**Required action:**
In the listing below, find the line containing "so explicit runtime" and the line containing "let seed = |key: &str, value: crate::settings::SettingValue|". Repeat exactly those two lines and every line between them.

**Dataset entries:**
<<<<

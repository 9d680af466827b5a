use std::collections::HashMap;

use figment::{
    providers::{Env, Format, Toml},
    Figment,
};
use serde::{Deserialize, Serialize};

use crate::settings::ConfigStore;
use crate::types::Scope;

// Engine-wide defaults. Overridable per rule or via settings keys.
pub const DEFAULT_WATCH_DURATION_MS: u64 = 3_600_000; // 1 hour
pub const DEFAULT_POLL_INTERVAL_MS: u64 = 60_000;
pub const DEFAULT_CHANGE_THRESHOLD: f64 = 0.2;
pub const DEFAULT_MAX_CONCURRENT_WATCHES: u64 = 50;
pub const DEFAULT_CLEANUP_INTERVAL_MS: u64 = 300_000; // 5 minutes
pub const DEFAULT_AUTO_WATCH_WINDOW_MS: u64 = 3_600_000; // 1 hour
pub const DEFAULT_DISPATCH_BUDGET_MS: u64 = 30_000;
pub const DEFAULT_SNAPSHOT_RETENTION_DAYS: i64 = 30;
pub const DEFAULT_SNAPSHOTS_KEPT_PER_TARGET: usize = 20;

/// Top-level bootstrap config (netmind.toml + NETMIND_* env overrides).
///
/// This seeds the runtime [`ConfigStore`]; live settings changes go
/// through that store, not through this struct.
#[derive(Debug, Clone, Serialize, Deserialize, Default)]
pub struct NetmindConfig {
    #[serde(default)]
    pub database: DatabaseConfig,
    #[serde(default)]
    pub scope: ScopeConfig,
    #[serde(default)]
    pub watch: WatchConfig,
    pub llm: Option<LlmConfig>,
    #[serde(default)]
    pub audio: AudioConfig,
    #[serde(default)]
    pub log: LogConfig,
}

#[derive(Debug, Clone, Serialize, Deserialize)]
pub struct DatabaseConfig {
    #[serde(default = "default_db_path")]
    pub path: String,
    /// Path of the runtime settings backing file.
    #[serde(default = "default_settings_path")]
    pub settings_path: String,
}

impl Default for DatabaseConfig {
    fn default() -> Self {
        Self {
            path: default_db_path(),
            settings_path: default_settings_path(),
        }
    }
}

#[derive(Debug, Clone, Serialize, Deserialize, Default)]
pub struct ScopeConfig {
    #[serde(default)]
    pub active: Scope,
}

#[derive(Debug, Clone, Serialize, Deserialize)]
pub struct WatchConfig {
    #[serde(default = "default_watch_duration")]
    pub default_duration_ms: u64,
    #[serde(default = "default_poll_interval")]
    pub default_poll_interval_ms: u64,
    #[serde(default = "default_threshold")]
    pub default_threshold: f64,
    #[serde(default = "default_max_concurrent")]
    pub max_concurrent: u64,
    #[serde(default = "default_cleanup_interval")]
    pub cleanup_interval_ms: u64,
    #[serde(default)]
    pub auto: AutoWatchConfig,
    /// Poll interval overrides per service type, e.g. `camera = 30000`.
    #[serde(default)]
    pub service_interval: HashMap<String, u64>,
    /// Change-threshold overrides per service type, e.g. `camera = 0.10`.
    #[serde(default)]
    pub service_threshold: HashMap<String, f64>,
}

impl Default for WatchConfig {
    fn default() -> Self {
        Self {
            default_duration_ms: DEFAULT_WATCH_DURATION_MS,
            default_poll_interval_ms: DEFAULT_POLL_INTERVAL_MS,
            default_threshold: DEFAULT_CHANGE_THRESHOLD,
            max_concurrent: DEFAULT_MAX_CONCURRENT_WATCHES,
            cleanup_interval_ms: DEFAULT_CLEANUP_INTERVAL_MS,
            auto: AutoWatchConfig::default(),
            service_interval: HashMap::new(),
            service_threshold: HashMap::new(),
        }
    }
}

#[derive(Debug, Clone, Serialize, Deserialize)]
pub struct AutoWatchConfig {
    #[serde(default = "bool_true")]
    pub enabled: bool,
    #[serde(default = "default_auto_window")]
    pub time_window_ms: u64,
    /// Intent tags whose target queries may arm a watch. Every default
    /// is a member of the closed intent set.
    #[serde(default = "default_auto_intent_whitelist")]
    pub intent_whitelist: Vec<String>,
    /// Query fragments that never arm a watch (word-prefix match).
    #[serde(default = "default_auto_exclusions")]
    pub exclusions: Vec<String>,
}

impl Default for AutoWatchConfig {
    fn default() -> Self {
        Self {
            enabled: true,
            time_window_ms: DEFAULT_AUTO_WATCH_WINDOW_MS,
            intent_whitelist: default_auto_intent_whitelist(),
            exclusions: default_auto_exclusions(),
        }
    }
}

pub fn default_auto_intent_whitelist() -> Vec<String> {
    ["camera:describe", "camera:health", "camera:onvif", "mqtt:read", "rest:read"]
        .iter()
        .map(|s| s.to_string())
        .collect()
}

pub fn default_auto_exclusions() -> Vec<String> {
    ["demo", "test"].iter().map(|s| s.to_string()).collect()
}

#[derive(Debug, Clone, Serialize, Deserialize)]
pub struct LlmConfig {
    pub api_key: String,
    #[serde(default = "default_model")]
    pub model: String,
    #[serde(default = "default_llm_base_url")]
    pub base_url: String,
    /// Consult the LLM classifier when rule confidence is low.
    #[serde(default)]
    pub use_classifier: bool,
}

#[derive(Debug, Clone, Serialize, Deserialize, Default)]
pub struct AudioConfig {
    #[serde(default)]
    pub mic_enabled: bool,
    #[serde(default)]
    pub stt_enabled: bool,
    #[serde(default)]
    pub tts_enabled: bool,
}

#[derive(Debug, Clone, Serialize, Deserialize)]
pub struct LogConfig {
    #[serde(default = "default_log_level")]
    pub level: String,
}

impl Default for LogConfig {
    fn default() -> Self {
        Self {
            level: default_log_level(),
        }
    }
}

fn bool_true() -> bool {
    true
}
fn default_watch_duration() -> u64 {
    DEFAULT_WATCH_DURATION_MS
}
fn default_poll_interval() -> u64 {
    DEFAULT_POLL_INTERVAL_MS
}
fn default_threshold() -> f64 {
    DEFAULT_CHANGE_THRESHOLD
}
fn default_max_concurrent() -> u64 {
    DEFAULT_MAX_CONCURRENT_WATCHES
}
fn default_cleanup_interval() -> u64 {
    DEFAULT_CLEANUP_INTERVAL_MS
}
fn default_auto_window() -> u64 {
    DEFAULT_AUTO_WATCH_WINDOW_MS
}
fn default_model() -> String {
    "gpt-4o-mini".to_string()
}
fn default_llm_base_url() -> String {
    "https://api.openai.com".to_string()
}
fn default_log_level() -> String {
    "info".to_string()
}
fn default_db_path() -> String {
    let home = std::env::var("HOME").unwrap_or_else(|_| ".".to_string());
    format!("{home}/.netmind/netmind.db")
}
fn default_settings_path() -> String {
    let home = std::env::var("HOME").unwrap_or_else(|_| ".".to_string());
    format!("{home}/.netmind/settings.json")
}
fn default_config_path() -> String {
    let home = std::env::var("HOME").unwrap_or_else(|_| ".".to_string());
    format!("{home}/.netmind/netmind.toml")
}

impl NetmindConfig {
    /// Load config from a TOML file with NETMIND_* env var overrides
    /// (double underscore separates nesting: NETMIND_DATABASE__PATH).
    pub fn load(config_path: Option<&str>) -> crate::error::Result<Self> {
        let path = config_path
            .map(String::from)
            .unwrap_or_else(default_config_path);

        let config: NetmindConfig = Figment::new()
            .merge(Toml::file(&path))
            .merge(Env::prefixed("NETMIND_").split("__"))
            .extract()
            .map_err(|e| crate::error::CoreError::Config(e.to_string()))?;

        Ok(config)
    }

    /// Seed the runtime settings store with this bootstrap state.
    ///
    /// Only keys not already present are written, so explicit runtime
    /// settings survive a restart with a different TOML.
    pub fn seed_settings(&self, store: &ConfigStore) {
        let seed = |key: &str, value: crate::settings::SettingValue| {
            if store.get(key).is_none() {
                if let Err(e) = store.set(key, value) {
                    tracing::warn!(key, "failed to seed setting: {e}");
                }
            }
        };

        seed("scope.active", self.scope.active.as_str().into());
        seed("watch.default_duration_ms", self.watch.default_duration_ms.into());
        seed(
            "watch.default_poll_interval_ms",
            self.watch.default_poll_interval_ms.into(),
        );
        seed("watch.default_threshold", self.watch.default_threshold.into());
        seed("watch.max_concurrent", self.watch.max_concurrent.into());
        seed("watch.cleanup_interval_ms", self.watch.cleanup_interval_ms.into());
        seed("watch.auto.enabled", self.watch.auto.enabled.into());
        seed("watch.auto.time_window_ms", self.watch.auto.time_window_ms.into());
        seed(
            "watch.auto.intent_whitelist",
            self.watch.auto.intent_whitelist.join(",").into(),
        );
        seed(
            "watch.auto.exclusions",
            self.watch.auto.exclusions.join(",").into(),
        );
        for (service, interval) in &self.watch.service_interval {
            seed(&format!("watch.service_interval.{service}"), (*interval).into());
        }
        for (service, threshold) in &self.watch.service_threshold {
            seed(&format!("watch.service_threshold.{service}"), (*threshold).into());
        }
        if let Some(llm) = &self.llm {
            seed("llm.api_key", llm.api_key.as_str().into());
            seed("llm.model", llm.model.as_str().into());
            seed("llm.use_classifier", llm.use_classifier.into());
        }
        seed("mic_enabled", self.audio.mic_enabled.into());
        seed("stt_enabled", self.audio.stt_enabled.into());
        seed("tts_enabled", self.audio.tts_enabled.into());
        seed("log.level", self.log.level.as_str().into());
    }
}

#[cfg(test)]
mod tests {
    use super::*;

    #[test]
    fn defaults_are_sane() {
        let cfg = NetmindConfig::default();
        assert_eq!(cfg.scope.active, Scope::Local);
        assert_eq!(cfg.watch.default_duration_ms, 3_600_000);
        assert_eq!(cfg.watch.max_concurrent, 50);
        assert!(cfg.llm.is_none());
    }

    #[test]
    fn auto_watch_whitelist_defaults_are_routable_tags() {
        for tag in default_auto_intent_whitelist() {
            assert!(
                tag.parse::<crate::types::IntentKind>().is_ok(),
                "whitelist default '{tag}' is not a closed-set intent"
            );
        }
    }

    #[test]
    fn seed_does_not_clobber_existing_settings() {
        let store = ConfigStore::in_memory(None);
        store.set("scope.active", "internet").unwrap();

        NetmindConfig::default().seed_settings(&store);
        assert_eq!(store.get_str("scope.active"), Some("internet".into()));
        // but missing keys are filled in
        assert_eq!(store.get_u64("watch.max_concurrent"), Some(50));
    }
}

>>>>

**Output:**
    /// Only keys not already present are written, so explicit runtime
    /// settings survive a restart with a different TOML.
    pub fn seed_settings(&self, store: &ConfigStore) {
        let seed = |key: &str, value: crate::settings::SettingValue| {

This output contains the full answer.